One-of-a-kind experimental car

The Mantaray is a show rod built in 1963 by Dean Jeffries. The car won Best Experimental in its debut at the 1964 Pomona car show (at the Winternationals) and the special constructor's award, top non-roadster prize, at the 1964 Oakland Roadster Show. It also appeared on "The Tonight Show" with Steve Allen and in Bikini Beach.

== Construction details ==
Based on a pre-World War II Maserati racing car, it had a wire-mesh "cage" with the body laid over the bare space frame, with air intakes in the rear quarter panels ahead of the wheels.

The car had open wheels and exposed carburetor velocity stacks, as well as exposed distributor. It was painted white. It had lakes pipes.

Like a number of other show rods at the time, including Silhouette, it had a bubble canopy.

== History ==
Mantaray began as a gift from Jeffries' father-in-law: a pre-World War II Maserati racing car. Jeffries built a wire-mesh "cage" and laid the body over the bare space frame.

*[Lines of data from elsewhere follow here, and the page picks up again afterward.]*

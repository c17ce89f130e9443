//! Infinite planes defined by an origin and a unit normal.

use glam::DVec3 as Vec3;
use serde::{Deserialize, Serialize};
use tensa_types::constants::EPSILON;
use tensa_types::{TensaError, TensaResult};

/// An infinite plane.
///
/// The normal is normalized on construction; the positive half-space is
/// the side the normal points into ("above" the plane).
#[derive(Debug, Clone, Copy, PartialEq, Serialize, Deserialize)]
pub struct Plane {
    /// Any point on the plane.
    pub origin: Vec3,
    /// Unit normal.
    pub normal: Vec3,
}

impl Plane {
    /// Creates a plane, normalizing `normal`.
    pub fn new(origin: Vec3, normal: Vec3) -> TensaResult<Self> {
        let len = normal.length();
        if !(len > EPSILON) || !len.is_finite() {
            return Err(TensaError::InvalidGoal(format!(
                "plane normal must be non-zero and finite, got {normal:?}"
            )));
        }
        if !origin.is_finite() {
            return Err(TensaError::InvalidGoal(format!(
                "plane origin must be finite, got {origin:?}"
            )));
        }
        Ok(Self {
            origin,
            normal: normal / len,
        })
    }

    /// The world XY plane through the origin, normal +Z.
    pub fn world_xy() -> Self {
        Self {
            origin: Vec3::ZERO,
            normal: Vec3::Z,
        }
    }

    /// Signed distance from `p` to the plane (positive above).
    #[inline]
    pub fn signed_distance(&self, p: Vec3) -> f64 {
        (p - self.origin).dot(self.normal)
    }

    /// Orthogonal projection of `p` onto the plane.
    #[inline]
    pub fn closest_point(&self, p: Vec3) -> Vec3 {
        p - self.normal * self.signed_distance(p)
    }
}

impl Default for Plane {
    fn default() -> Self {
        Self::world_xy()
    }
}
//! Particle store: dense per-particle buffers plus the merge index.
//!
//! This is the primary mutable data structure during relaxation. Goals
//! never own particles; they reference them by [`ParticleId`].
//!
//! # Layout
//!
//! All arrays have length `len()`:
//! ```text
//! positions:   [p0, p1, p2, ...]
//! masses:      [m0, m1, m2, ...]
//! move_sum:    [Σw·m for p0, ...]   reset every step, per axis
//! weight_sum:  [Σw for p0, ...]     reset every step, per axis
//! ```

use std::collections::HashMap;

use tensa_math::Vec3;
use tensa_types::constants::DEFAULT_PARTICLE_MASS;
use tensa_types::{ParticleId, TensaError, TensaResult};

use crate::config::ConvergenceMetric;
use crate::goal::AxisLocks;

/// Smallest cell edge used by the merge index.
const MIN_CELL_SIZE: f64 = 1.0e-9;

type CellKey = (i64, i64, i64);

/// Uniform-grid spatial hash over particle positions.
///
/// Cell size equals the merge tolerance, so every particle within
/// tolerance of a query lies in one of the 27 cells around it.
#[derive(Debug, Clone, Default)]
struct MergeIndex {
    /// Inverse cell size (cached).
    inv_cell_size: f64,
    /// Tolerance the grid was built for.
    tolerance: f64,
    /// Cell key to particle indices.
    grid: HashMap<CellKey, Vec<u32>>,
    /// Positions moved since the last build.
    dirty: bool,
    /// False until the first build.
    built: bool,
}

impl MergeIndex {
    /// Float-to-int casts saturate, so far-away coordinates share the
    /// outermost cells; the distance check still decides merges.
    fn cell_key(&self, p: Vec3) -> CellKey {
        (
            (p.x * self.inv_cell_size).floor() as i64,
            (p.y * self.inv_cell_size).floor() as i64,
            (p.z * self.inv_cell_size).floor() as i64,
        )
    }

    fn needs_rebuild(&self, tolerance: f64) -> bool {
        !self.built || self.dirty || self.tolerance != tolerance
    }

    fn rebuild(&mut self, positions: &[Vec3], tolerance: f64) {
        self.tolerance = tolerance;
        self.inv_cell_size = 1.0 / tolerance.max(MIN_CELL_SIZE);
        self.grid.clear();
        for (i, &p) in positions.iter().enumerate() {
            let key = self.cell_key(p);
            self.grid.entry(key).or_default().push(i as u32);
        }
        self.dirty = false;
        self.built = true;
    }

    fn insert(&mut self, index: u32, p: Vec3) {
        let key = self.cell_key(p);
        self.grid.entry(key).or_default().push(index);
    }

    /// Closest particle within tolerance; ties resolve to the lowest index.
    fn closest(&self, positions: &[Vec3], p: Vec3) -> Option<u32> {
        let tol_sq = self.tolerance * self.tolerance;
        let (cx, cy, cz) = self.cell_key(p);
        let mut best: Option<(u32, f64)> = None;

        for dx in -1..=1_i64 {
            for dy in -1..=1_i64 {
                for dz in -1..=1_i64 {
                    let key = match (cx.checked_add(dx), cy.checked_add(dy), cz.checked_add(dz)) {
                        (Some(x), Some(y), Some(z)) => (x, y, z),
                        _ => continue,
                    };
                    let Some(cell) = self.grid.get(&key) else {
                        continue;
                    };
                    for &i in cell {
                        let d_sq = (positions[i as usize] - p).length_squared();
                        if d_sq > tol_sq {
                            continue;
                        }
                        best = match best {
                            Some((j, best_sq)) if best_sq < d_sq || (best_sq == d_sq && j < i) => {
                                Some((j, best_sq))
                            }
                            _ => Some((i, d_sq)),
                        };
                    }
                }
            }
        }

        best.map(|(i, _)| i)
    }
}

/// Dense particle buffers with tolerance-based registration.
#[derive(Debug, Clone, Default)]
pub struct ParticleStore {
    positions: Vec<Vec3>,
    masses: Vec<f64>,

    // ─── Per-step accumulators ───
    move_sum: Vec<Vec3>,
    weight_sum: Vec<Vec3>,
    hard_sum: Vec<Vec3>,
    hard_count: Vec<Vec3>,

    index: MergeIndex,
}

impl ParticleStore {
    /// Creates an empty store.
    pub fn new() -> Self {
        Self::default()
    }

    /// Number of particles.
    pub fn len(&self) -> usize {
        self.positions.len()
    }

    /// Returns true if no particle exists.
    pub fn is_empty(&self) -> bool {
        self.positions.is_empty()
    }

    /// Current positions, indexed by particle id.
    pub fn positions(&self) -> &[Vec3] {
        &self.positions
    }

    /// Particle masses, indexed by particle id.
    pub fn masses(&self) -> &[f64] {
        &self.masses
    }

    /// Position of one particle.
    pub fn position(&self, id: ParticleId) -> TensaResult<Vec3> {
        self.positions
            .get(id.index())
            .copied()
            .ok_or(TensaError::ParticleOutOfBounds {
                index: id.index(),
                count: self.len(),
            })
    }

    /// Returns the index of an existing particle within `tolerance` of
    /// `position`, or creates a new one there with the default mass.
    ///
    /// Merging never moves the existing particle.
    pub fn register(&mut self, position: Vec3, tolerance: f64) -> TensaResult<ParticleId> {
        if !position.is_finite() {
            return Err(TensaError::InvalidGoal(format!(
                "particle position must be finite, got {position}"
            )));
        }
        if !(tolerance >= 0.0) || !tolerance.is_finite() {
            return Err(TensaError::InvalidConfig(format!(
                "merge tolerance must be non-negative and finite, got {tolerance}"
            )));
        }

        if self.index.needs_rebuild(tolerance) {
            self.index.rebuild(&self.positions, tolerance);
        }
        if let Some(existing) = self.index.closest(&self.positions, position) {
            return Ok(ParticleId(existing));
        }

        let id = self.push(position, DEFAULT_PARTICLE_MASS);
        self.index.insert(id.0, position);
        Ok(id)
    }

    /// Appends a particle without merging.
    pub fn add(&mut self, position: Vec3, mass: f64) -> TensaResult<ParticleId> {
        if !position.is_finite() {
            return Err(TensaError::InvalidGoal(format!(
                "particle position must be finite, got {position}"
            )));
        }
        if !(mass > 0.0) || !mass.is_finite() {
            return Err(TensaError::InvalidGoal(format!(
                "particle mass must be positive and finite, got {mass}"
            )));
        }
        let id = self.push(position, mass);
        self.index.dirty = true;
        Ok(id)
    }

    fn push(&mut self, position: Vec3, mass: f64) -> ParticleId {
        let id = ParticleId(self.positions.len() as u32);
        self.positions.push(position);
        self.masses.push(mass);
        self.move_sum.push(Vec3::ZERO);
        self.weight_sum.push(Vec3::ZERO);
        self.hard_sum.push(Vec3::ZERO);
        self.hard_count.push(Vec3::ZERO);
        id
    }

    /// Occupied cells of the merge index.
    pub fn merge_cell_count(&self) -> usize {
        self.index.grid.len()
    }

    /// Drops every particle.
    pub fn clear(&mut self) {
        *self = Self::default();
    }

    /// Zeroes the per-step accumulators.
    pub fn reset_accumulators(&mut self) {
        self.move_sum.fill(Vec3::ZERO);
        self.weight_sum.fill(Vec3::ZERO);
        self.hard_sum.fill(Vec3::ZERO);
        self.hard_count.fill(Vec3::ZERO);
    }

    /// Adds one weighted move to a particle, on the given axes only.
    ///
    /// Infinite weights are kept apart: on every axis they touch they
    /// override all finite contributions to the same particle.
    pub fn accumulate(&mut self, id: ParticleId, movement: Vec3, weight: f64, axes: AxisLocks) {
        let i = id.index();
        let mask = axes.as_mask();
        if weight.is_infinite() {
            self.hard_sum[i] += movement * mask;
            self.hard_count[i] += mask;
        } else if weight > 0.0 {
            self.move_sum[i] += movement * mask * weight;
            self.weight_sum[i] += mask * weight;
        }
    }

    /// Applies the averaged moves. Returns the displacement measure and
    /// the number of particles that moved.
    ///
    /// All deltas are computed first; if any new position or the running
    /// measure is not finite, nothing is written.
    pub fn apply(&mut self, metric: ConvergenceMetric) -> TensaResult<(f64, usize)> {
        let mut v_sum = 0.0;
        let mut deltas = Vec::new();

        for i in 0..self.positions.len() {
            let mut delta = Vec3::ZERO;
            let mut touched = false;
            for axis in 0..3 {
                if self.hard_count[i][axis] > 0.0 {
                    delta[axis] = self.hard_sum[i][axis] / self.hard_count[i][axis];
                } else if self.weight_sum[i][axis] > 0.0 {
                    delta[axis] = self.move_sum[i][axis] / self.weight_sum[i][axis];
                } else {
                    continue;
                }
                touched = true;
            }
            if !touched {
                continue;
            }
            v_sum += metric.measure(delta.length_squared(), self.masses[i]);
            if !(self.positions[i] + delta).is_finite() || !v_sum.is_finite() {
                return Err(TensaError::NonFiniteUpdate { particle: i });
            }
            deltas.push((i, delta));
        }

        let moved = deltas.len();
        for (i, delta) in deltas {
            self.positions[i] += delta;
        }
        if moved > 0 {
            self.index.dirty = true;
        }
        Ok((v_sum, moved))
    }
}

After the car was completed, it won the Best Experimental car award at the 1964 Pomona car show (at the Winternationals). It then won the special constructor's award, top prize for a non-roadster, at the 1964 Oakland Roadster Show. It also appeared on Steve Allen's "The Tonight Show", which led to the producers of Bikini Beach using it in their film. Though customs such as Ala Kart and the Hirohata Merc had appeared in film before, Mantaray was the first to get appreciable time on screen. (A decade later, Pete Chapouris' California Kid would have a starring role.)

Following its use in the film, Mantaray was sent for measuring by AMT, for a prospective model kit.